Individual Highlight

Experimental Forest Network Hosts Nationwide Bee Monitoring Project

Andrena perplexa. This genus of bees tends to be solitary, nest in the ground, and was found in 6 Experimental Forest sites in the western half of the US. Graham Snodgrass for Sam Droege of USGSSnapshot : There is a widespread perception that populations of pollinating insects in North America are in decline.

Principal Investigators(s) :
Guldin, James M. 
Research Station : International Institute of Tropical Forestry (IITF)
Year : 2011
Highlight ID : 323

Summary

Much has been written about the status of native bee populations in North America both in the popular and the scientific press. The primary theme in many of those reports is that native bee populations have declined. However, to date, such declines have been quantified over large geographic areas only for bumblebees. Despite the recent publicity, we currently have no ability to measure the status or trends of native bees across the United States. There are approximately 4000 species of bees in the United States and they pollinate 30-60% of all the plants in a given environment . Understanding changes in bee populations is critical due to their central role in maintaining habitats, their key to agriculture, and the declining fortunes of introduced honey bees and beekeepers.

Eleven Forest Service Experimental Forests and Ranges participated in the first year of a nationwide bee monitoring project in conjunction with the USGS Patuxent Wildlife Research Center (Figure 1). The sites were specifically designed to cover as broad an ecological range as possible and included sites in Minnesota, Maine, Texas, Georgia, Colorado, Idaho, California, Ohio, Utah, Oregon, and Puerto Rico. Over 3500 bees from 36 genera were collected from pan traps in 2010. Bumblebees and sweat bees were trapped in nearly all locations, other genera frequently were clustered in the Eastern or Western US.
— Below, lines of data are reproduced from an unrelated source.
//! Rayon-based parallel executor.
//!
//! Scanning and rewriting a document is CPU-light and I/O-bound, but
//! projects run to thousands of work packages, so fanning the batch out
//! over a work-stealing pool still pays off.

use entsync_traits::Executor;
use rayon::prelude::*;
use rayon::{ThreadPool, ThreadPoolBuilder};
use std::sync::Arc;
use thiserror::Error;

/// Failure to build a dedicated thread pool.
#[derive(Error, Debug)]
#[error("Failed to build thread pool with {threads} threads: {message}")]
pub struct PoolError {
    pub threads: usize,
    pub message: String,
}

/// A parallel executor backed by rayon.
///
/// `new()` runs on rayon's global pool; `with_threads(n)` owns a dedicated
/// pool so a batch can be capped without touching global configuration.
/// Results always come back in input order (indexed parallel collect).
#[derive(Debug, Clone)]
pub struct RayonExecutor {
    pool: Option<Arc<ThreadPool>>,
    num_threads: usize,
}

impl RayonExecutor {
    /// Creates an executor on rayon's global thread pool.
    pub fn new() -> Self {
        Self {
            pool: None,
            num_threads: rayon::current_num_threads(),
        }
    }

    /// Creates an executor with its own pool of `threads` workers.
    pub fn with_threads(threads: usize) -> Result<Self, PoolError> {
        let pool = ThreadPoolBuilder::new()
            .num_threads(threads)
            .thread_name(|i| format!("entsync-worker-{}", i))
            .build()
            .map_err(|e| PoolError {
                threads,
                message: e.to_string(),
            })?;
        Ok(Self {
            num_threads: pool.current_num_threads(),
            pool: Some(Arc::new(pool)),
        })
    }
}

impl Default for RayonExecutor {
    fn default() -> Self {
        Self::new()
    }
}

impl Executor for RayonExecutor {
    fn execute_all<T, R, F>(&self, items: Vec<T>, f: F) -> Vec<R>
    where
        T: Send + 'static,
        R: Send + 'static,
        F: Fn(T) -> R + Send + Sync + Clone + 'static,
    {
        match &self.pool {
            Some(pool) => pool.install(|| items.into_par_iter().map(f).collect()),
            None => items.into_par_iter().map(f).collect(),
        }
    }

    fn parallelism(&self) -> usize {
        self.num_threads
    }

    fn name(&self) -> &'static str {
        "RayonExecutor"
    }
}

#[cfg(test)]
mod tests {
    use super::*;
    use std::sync::atomic::{AtomicUsize, Ordering};

    #[test]
    fn test_rayon_executor_preserves_input_order() {
        let executor = RayonExecutor::new();
        let items: Vec<usize> = (0..500).collect();
        let results = executor.execute_all(items, |x| x * 2);
        let expected: Vec<usize> = (0..500).map(|x| x * 2).collect();
        assert_eq!(results, expected);
    }

    #[test]
    fn test_rayon_executor_runs_every_item() {
        let executor = RayonExecutor::with_threads(4).unwrap();
        let counter = Arc::new(AtomicUsize::new(0));
        let seen = counter.clone();
        executor.execute_all(vec![(); 100], move |_| {
            seen.fetch_add(1, Ordering::SeqCst);
        });
        assert_eq!(counter.load(Ordering::SeqCst), 100);
    }

    #[test]
    fn test_dedicated_pool_reports_its_size() {
        let executor = RayonExecutor::with_threads(2).unwrap();
        assert_eq!(executor.parallelism(), 2);
    }

    #[test]
    fn test_rayon_executor_empty_input() {
        let executor = RayonExecutor::new();
        let results: Vec<i32> = executor.execute_all(Vec::<i32>::new(), |x| x);
        assert!(results.is_empty());
    }
}
//! Reference files, documents and profiles shared across integration tests.

use entsync::{DeclarationRule, Profile};

pub const NOTES_ENT: &str = r#"<!-- shared notes -->
<!ENTITY safety_note_1 "<note>Wear eye protection.</note>">
<!ENTITY safety_note_2 "<note>Disconnect power.</note>">
"#;

pub const EDITBOIL_ENT: &str = r#"<!ENTITY  torque_values "<para>Torque to spec.</para>">
<!ENTITY % internal "ignored">
"#;

pub const TOOLS_ENT: &str = "<!ENTITY wrench_set \"<name>Wrench set</name>\">\n";

/// A maintenance work package with a stale subset, graphics and entity references.
pub const MAINT_WP: &str = r#"<?xml version="1.0" encoding="UTF-8"?>
<!DOCTYPE maintwp PUBLIC "-//OLD//DTD//EN" "../dtd/old.dtd" [
	<!ENTITY stale SYSTEM "stale.svg" NDATA svg>
]>
<maintwp chngno="0" wpno="WP0001">
<title>Replace Pump</title>
<para>Refer to &safety_note_1; before starting.</para>
<graphic boardno="FO-1" />
<para>Use &wrench_set; and &torque_values;.</para>
<para>Again: &safety_note_1; &amp; more.</para>
<icon-set boardno="ICON-2"/>
</maintwp>
"#;

/// A work package with no prolog at all.
pub const BARE_WP: &str = "<descwp>\n<para>&safety_note_2;</para>\n<![CDATA[ raw ]]>\n</descwp>\n";

/// Built-in profile with its rule table replaced by one `notes` rule.
pub fn notes_only_profile() -> Profile {
    let mut profile = Profile::builtin().expect("built-in profile must be valid");
    profile.rules = vec![DeclarationRule {
        key: "notes".to_string(),
        canonical_name: "notes".to_string(),
        storage_path: "../entities/notes".to_string(),
        public_id: "PUBLIC-ID-X".to_string(),
    }];
    profile.companions.clear();
    profile
}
The first year of this study demonstrated the feasibility of a national monitoring effort at fairly low cost. The data generated from a monitoring network can be used to estimate regional changes in bee populations and communities, better determine which species are common or rare in particular locations, assess seasonal trends in bee populations, and generate an extensive collection of specimens for future study.